[[ Extracted material open ]]

//! Shared environment configuration for the `snakes` binary.
//!
//! - `SNAKES_LOG`: tracing filter directive (default `warn`)
//! - `SNAKES_PRECISION`: decimal places in printed values (default 6)
//!
//! Logs go to stderr; stdout carries only results.

use tracing_subscriber::EnvFilter;

use crate::constants::{DEFAULT_PRECISION, MAX_PRECISION};

/// Default filter when `SNAKES_LOG` is unset or unparsable.
pub const DEFAULT_LOG_FILTER: &str = "warn";

/// Read `SNAKES_LOG` into a filter.
pub fn log_filter() -> EnvFilter {
    std::env::var("SNAKES_LOG")
        .ok()
        .and_then(|s| EnvFilter::try_new(s.trim()).ok())
        .unwrap_or_else(|| EnvFilter::new(DEFAULT_LOG_FILTER))
}

/// Install the stderr subscriber. Tolerates an already-installed global subscriber.
pub fn init_tracing() {
    tracing_subscriber::fmt()
        .with_env_filter(log_filter())
        .with_writer(std::io::stderr)
        .with_target(false)
        .try_init()
        .ok();
}

/// Read `SNAKES_PRECISION` (default 6).
pub fn precision() -> usize {
    parse_precision(std::env::var("SNAKES_PRECISION").ok().as_deref())
}

fn parse_precision(raw: Option<&str>) -> usize {
    raw.and_then(|s| s.trim().parse().ok())
        .filter(|&p: &usize| p <= usize::from(MAX_PRECISION))
        .unwrap_or(DEFAULT_PRECISION)
}

#[cfg(test)]
mod tests {
    use super::*;

    #[test]
    fn test_parse_precision() {
        assert_eq!(parse_precision(None), DEFAULT_PRECISION);
        assert_eq!(parse_precision(Some("3")), 3);
        assert_eq!(parse_precision(Some(" 10 ")), 10);
        assert_eq!(parse_precision(Some("abc")), DEFAULT_PRECISION);
        assert_eq!(parse_precision(Some("-1")), DEFAULT_PRECISION);
        assert_eq!(parse_precision(Some("17")), 17);
        assert_eq!(parse_precision(Some("18")), DEFAULT_PRECISION);
        assert_eq!(parse_precision(Some("40")), DEFAULT_PRECISION);
    }
}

[[ Extracted material closed ]]

## The problem
Give back the data above exactly, so that every line matches.

## Answer to the exercise
//! Shared environment configuration for the `snakes` binary.
//!
//! - `SNAKES_LOG`: tracing filter directive (default `warn`)
//! - `SNAKES_PRECISION`: decimal places in printed values (default 6)
//!
//! Logs go to stderr; stdout carries only results.

use tracing_subscriber::EnvFilter;

use crate::constants::{DEFAULT_PRECISION, MAX_PRECISION};

/// Default filter when `SNAKES_LOG` is unset or unparsable.
pub const DEFAULT_LOG_FILTER: &str = "warn";

/// Read `SNAKES_LOG` into a filter.
pub fn log_filter() -> EnvFilter {
    std::env::var("SNAKES_LOG")
        .ok()
        .and_then(|s| EnvFilter::try_new(s.trim()).ok())
        .unwrap_or_else(|| EnvFilter::new(DEFAULT_LOG_FILTER))
}

/// Install the stderr subscriber. Tolerates an already-installed global subscriber.
pub fn init_tracing() {
    tracing_subscriber::fmt()
        .with_env_filter(log_filter())
        .with_writer(std::io::stderr)
        .with_target(false)
        .try_init()
        .ok();
}

/// Read `SNAKES_PRECISION` (default 6).
pub fn precision() -> usize {
    parse_precision(std::env::var("SNAKES_PRECISION").ok().as_deref())
}

fn parse_precision(raw: Option<&str>) -> usize {
    raw.and_then(|s| s.trim().parse().ok())
        .filter(|&p: &usize| p <= usize::from(MAX_PRECISION))
        .unwrap_or(DEFAULT_PRECISION)
}

#[cfg(test)]
mod tests {
    use super::*;

    #[test]
    fn test_parse_precision() {
        assert_eq!(parse_precision(None), DEFAULT_PRECISION);
        assert_eq!(parse_precision(Some("3")), 3);
        assert_eq!(parse_precision(Some(" 10 ")), 10);
        assert_eq!(parse_precision(Some("abc")), DEFAULT_PRECISION);
        assert_eq!(parse_precision(Some("-1")), DEFAULT_PRECISION);
        assert_eq!(parse_precision(Some("17")), 17);
        assert_eq!(parse_precision(Some("18")), DEFAULT_PRECISION);
        assert_eq!(parse_precision(Some("40")), DEFAULT_PRECISION);
    }
}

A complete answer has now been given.